Methods used to foster recovery in the substance abuse community rely on an externally imposed locus of control. Bill Davis finds that this approach can actually undermine internal control or empowerment in individuals with eating disorders by replicating the conditions that initially triggered the eating disorder.6

Davis distinguishes between a “power over” and a “power with” approach to recovery. The first focuses on the domination of the disease and substance and the second focuses on transcending or transforming the disorder through inner empowerment that relies on the power of relationship. In this second model, the therapist attempts to create a safe haven for clients in which the attachment to the therapist takes on more significance than their relationship with the disease. This model allows clients to reduce their reliance on the symptoms and work together with therapists to deal with the underlying problems that precipitated the eating disorder.

While it appears that eating disorders and substance use disorders have much in common and frequently appear together in certain individuals, there is insufficient research to indicate that eating disorders be classified as an addiction.
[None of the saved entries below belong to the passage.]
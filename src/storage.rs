//! Almacenamiento local de payloads de audio descargados.
//!
//! Cada payload se guarda como `<hash>.<ext>` bajo el directorio configurado,
//! donde el hash es el de la URL canónica de la fuente. La escritura es de
//! una sola vez: si el archivo ya existe, la descarga se omite.

use bytes::Bytes;
use futures::StreamExt;
use std::path::{Path, PathBuf};
use tokio::fs;
use tokio::io::AsyncWriteExt;
use tracing::{debug, info};

use crate::error::{MusicError, MusicResult};
use crate::sources::AudioFormat;

pub struct AudioStore {
    dir: PathBuf,
    http: reqwest::Client,
}

impl AudioStore {
    pub async fn new(dir: impl AsRef<Path>) -> MusicResult<Self> {
        let dir = dir.as_ref().to_path_buf();
        fs::create_dir_all(&dir)
            .await
            .map_err(|e| MusicError::DownloadFailure(format!("creando {}: {}", dir.display(), e)))?;
        info!("📁 Almacén de audio en {}", dir.display());
        Ok(Self {
            dir,
            http: reqwest::Client::new(),
        })
    }

    /// Ruta que tendría el payload de un hash dado.
    pub fn path_for(&self, hash: &str, format: AudioFormat) -> PathBuf {
        self.dir.join(format!("{}.{}", hash, format.extension()))
    }

    /// Devuelve la ruta local si el payload ya fue descargado.
    pub async fn lookup(&self, hash: &str, format: AudioFormat) -> Option<PathBuf> {
        let path = self.path_for(hash, format);
        match fs::try_exists(&path).await {
            Ok(true) => Some(path),
            _ => None,
        }
    }

    /// Descarga el stream de audio a disco. Escritura de una sola vez:
    /// un payload existente gana y la función devuelve su ruta sin tocar red.
    /// Un archivo parcial se elimina antes de propagar el error.
    pub async fn persist(
        &self,
        hash: &str,
        format: AudioFormat,
        audio_url: &str,
    ) -> MusicResult<PathBuf> {
        if let Some(path) = self.lookup(hash, format).await {
            debug!("💾 Payload {} ya descargado, omitiendo", hash);
            return Ok(path);
        }
        let path = self.path_for(hash, format);

        let response = self
            .http
            .get(audio_url)
            .send()
            .await
            .map_err(|e| MusicError::DownloadFailure(e.to_string()))?;
        if !response.status().is_success() {
            return Err(MusicError::DownloadFailure(format!(
                "estado HTTP {} descargando {}",
                response.status(),
                hash
            )));
        }

        let mut file = fs::File::create(&path)
            .await
            .map_err(|e| MusicError::DownloadFailure(e.to_string()))?;
        let mut stream = response.bytes_stream();
        while let Some(chunk) = stream.next().await {
            let chunk: Bytes = match chunk {
                Ok(chunk) => chunk,
                Err(e) => {
                    let _ = fs::remove_file(&path).await;
                    return Err(MusicError::DownloadFailure(e.to_string()));
                }
            };
            if let Err(e) = file.write_all(&chunk).await {
                let _ = fs::remove_file(&path).await;
                return Err(MusicError::DownloadFailure(e.to_string()));
            }
        }
        if let Err(e) = file.flush().await {
            let _ = fs::remove_file(&path).await;
            return Err(MusicError::DownloadFailure(e.to_string()));
        }

        info!("💾 Audio {} guardado en {}", hash, path.display());
        Ok(path)
    }
}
The high number of shared characteristics and risks of the two disorders as well as their similar downward course suggest that further study on the implications for prevention, treatment, and recovery maintenance would be helpful to both clients and professionals.

— Adrienne Ressler, MA, LMSW, CEDS, is the national training director for The Renfrew Center Foundation. As a senior staff member, she has designed and conducted hundreds of training seminars for professionals throughout the United States and internationally on eating disorders and body image disturbance, sexual abuse, depression, and women’s issues.

 

References
1. National Center on Addiction and Substance Abuse at Columbia University. Food for Thought: Substance Abuse and Eating Disorders. New York: National Center on Addiction and Substance Abuse; 2003.

2. Krahn D, Piper D, King M, et al. Dieting in sixth grade predicts alcohol use in ninth grade. J Sub Abuse. 1996;8(3):293-301.

3. Wandler K, Wolfe K. Eating disorders and substance abuse: Treating the co-morbid patient. Presentation at the 2003 International Association of Eating Disorders Conference, Miami.

4. Wiseman C, Sunday S, Halligan P, et al. In: National Center on Addiction and Substance Abuse. Food for Thought: Substance Abuse and Eating Disorders. New York: National Center on Addiction and Substance Abuse; 2003.

5. Felitti VJ, Anda RF, Nordenberg D, et al. Relationship of childhood abuse and household dysfunction to many of the leading causes of death in adults. The Adverse Childhood Experiences (ACE) Study. Am J Prevent Med. 1998;14(4):245-258.

6. Davis B. Eating disorders vs. drug and alcohol addiction. Addict Recov. 1993;13(5):11.
7. Grunbaum J, Kann L, Kinchen SA, et al. Youth risk behavior surveillance — United States, 2001. MMWR. 2002;55(SS04):1-64.

8. Morgan JF, Reid F, Lacey JH. The SCOFF questionnaire: Assessment of a new screening tool for eating disorders. BMJ. 1999;319(7223):1467-1468.